Y se larga, se larga la carrera que esperemos y rogamos que no sea como la de las gallinitas corriendo hacia el precipicio. Con el barbijo, la pluma y la palabra. Con un deber pedagógico casi sentido como imposición, como parte del contrato social que legara el maestro coronado en el bronce pero mortal como cualquiera Domingo Faustino Sarmiento. Desde el billete de cincuenta pesos, se viralizó su estampa en las redes sociales pidiendo la vuelta a las escuelas. Sombra terrible de Sarmiento, sacralizada figura en las escuelas de la Ciudad de Buenos Aires, donde se entona su himno no sólo los once de septiembre sino cuando no hay canciones en otras fechas patrias. Sarmiento en todos lados, pero el plan Sarmiento de entrega de computadoras desfinanciado y una asignación presupuestaria a Educación menguante. Sueldos docentes e infraestructura escolar por el piso que embarran la pista de la carrera enloquecedora que se va a largar. Alcohol en gel, lavandina, pero no alcanza.

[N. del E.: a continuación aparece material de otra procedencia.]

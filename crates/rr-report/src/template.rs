//! Static HTML template with literal `{{NAME}}` placeholders.
//!
//! Rendering is plain token replacement: there are no conditionals, loops or
//! escaping. Values are inserted verbatim, so callers must sanitize any
//! untrusted text themselves.

use crate::error::{ReportError, Result};

use std::collections::BTreeMap;
use std::path::{Path, PathBuf};

/// Placeholder names understood by the report generator.
pub mod tokens {
    /// Report title.
    pub const TITLE: &str = "TITLE";
    /// Evaluation value.
    pub const EVALUATION: &str = "EVALUATION";
    /// Free-form message.
    pub const MESSAGE: &str = "MESSAGE";
    /// Concatenated error pair rows.
    pub const ERROR_ROWS: &str = "ERROR_ROWS";
    /// Number of error pairs.
    pub const ERROR_COUNT: &str = "ERROR_COUNT";
    /// `<img>` markup (or placeholder) for result 1.
    pub const RESULT_1: &str = "RESULT_1";
    /// `<img>` markup (or placeholder) for result 2.
    pub const RESULT_2: &str = "RESULT_2";
    /// Bare relative path of result 1.
    pub const RESULT_1_SRC: &str = "RESULT_1_SRC";
    /// Bare relative path of result 2.
    pub const RESULT_2_SRC: &str = "RESULT_2_SRC";

    /// Every name above.
    pub const ALL: &[&str] = &[
        TITLE,
        EVALUATION,
        MESSAGE,
        ERROR_ROWS,
        ERROR_COUNT,
        RESULT_1,
        RESULT_2,
        RESULT_1_SRC,
        RESULT_2_SRC,
    ];

    /// Whether `name` is one of the generator's placeholders.
    pub fn is_known(name: &str) -> bool {
        ALL.contains(&name)
    }
}

const BUILTIN_TEMPLATE: &str = include_str!("templates/report.html");

/// Token name to replacement text.
#[derive(Debug, Clone, Default, PartialEq, Eq)]
pub struct Substitutions {
    values: BTreeMap<String, String>,
}

impl Substitutions {
    /// Empty substitution set.
    pub fn new() -> Self {
        Self::default()
    }

    /// Add or replace the value for `name` (without braces).
    pub fn with(mut self, name: impl Into<String>, value: impl Into<String>) -> Self {
        self.insert(name, value);
        self
    }

    /// Add or replace the value for `name` (without braces).
    pub fn insert(&mut self, name: impl Into<String>, value: impl Into<String>) {
        self.values.insert(name.into(), value.into());
    }

    /// Value for `name`.
    pub fn get(&self, name: &str) -> Option<&str> {
        self.values.get(name).map(String::as_str)
    }

    /// Number of entries.
    pub fn len(&self) -> usize {
        self.values.len()
    }

    /// Whether no values are set.
    pub fn is_empty(&self) -> bool {
        self.values.is_empty()
    }
}

/// Loaded template text.
#[derive(Debug, Clone, PartialEq, Eq)]
pub struct Template {
    source: Option<PathBuf>,
    text: String,
}

impl Template {
    /// Read a template file (UTF-8).
    pub fn load(path: &Path) -> Result<Self> {
        let text = std::fs::read_to_string(path).map_err(|e| {
            if e.kind() == std::io::ErrorKind::NotFound {
                ReportError::TemplateNotFound {
                    path: path.to_path_buf(),
                }
            } else {
                ReportError::io(path, e)
            }
        })?;
        Ok(Self {
            source: Some(path.to_path_buf()),
            text,
        })
    }

    /// The template shipped with the crate.
    pub fn builtin() -> Self {
        Self::from_text(BUILTIN_TEMPLATE)
    }

    /// Wrap in-memory template text.
    pub fn from_text(text: impl Into<String>) -> Self {
        Self {
            source: None,
            text: text.into(),
        }
    }

    /// File the template was loaded from, if any.
    pub fn source(&self) -> Option<&Path> {
        self.source.as_deref()
    }

    /// Raw template text.
    pub fn text(&self) -> &str {
        &self.text
    }

    /// Distinct placeholder names in order of first appearance.
    pub fn tokens(&self) -> Vec<String> {
        let mut found: Vec<String> = Vec::new();
        let mut rest = self.text.as_str();
        while let Some(start) = rest.find("{{") {
            let candidate = &rest[start + 2..];
            match candidate.find("}}") {
                Some(end) if is_token_name(&candidate[..end]) => {
                    let name = &candidate[..end];
                    if !found.iter().any(|f| f == name) {
                        found.push(name.to_string());
                    }
                    rest = &candidate[end + 2..];
                }
                _ => rest = &rest[start + 1..],
            }
        }
        found
    }

    /// Substitute placeholders, leaving the template untouched.
    pub fn render(&self, substitutions: &Substitutions) -> String {
        render(&self.text, substitutions)
    }
}

fn is_token_name(name: &str) -> bool {
    !name.is_empty()
        && name
            .chars()
            .all(|c| c.is_ascii_uppercase() || c.is_ascii_digit() || c == '_')
}

/// Replace every `{{NAME}}` that has a substitution, in a single pass.
///
/// Inserted text is never rescanned, so values containing `{{...}}` come
/// through literally. Placeholders without a substitution are kept as-is.
pub fn render(raw: &str, substitutions: &Substitutions) -> String {
    let mut out = String::with_capacity(raw.len());
    let mut rest = raw;
    while let Some(start) = rest.find("{{") {
        out.push_str(&rest[..start]);
        let candidate = &rest[start + 2..];
        let matched = candidate
            .find("}}")
            .and_then(|end| substitutions.get(&candidate[..end]).map(|value| (end, value)));
        match matched {
            Some((end, value)) => {
                out.push_str(value);
                rest = &candidate[end + 2..];
            }
            None => {
                out.push('{');
                rest = &rest[start + 1..];
            }
        }
    }
    out.push_str(rest);
    out
}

En otra de las reuniones de las que participé hace poco, un docente de una escuela suburbana, de un barrio pobrísimo de sur de la Ciudad de Buenos Aires, dijo “y bueno, empezaremos hasta que estalle la bomba atómica”. Sentir que están tirando nafta al fuego. Pataleando en el aire, sin saber cómo se empieza y mucho menos cómo va a terminar. Un baile de aquéllos, pero no de carnavales cariocas como los que Los Fabulosos Cadillacs animaran con su recordado tema Gitana, y que duraban toda la noche. Al ritmo de la banda, se larga la carrera. Hasta que explote.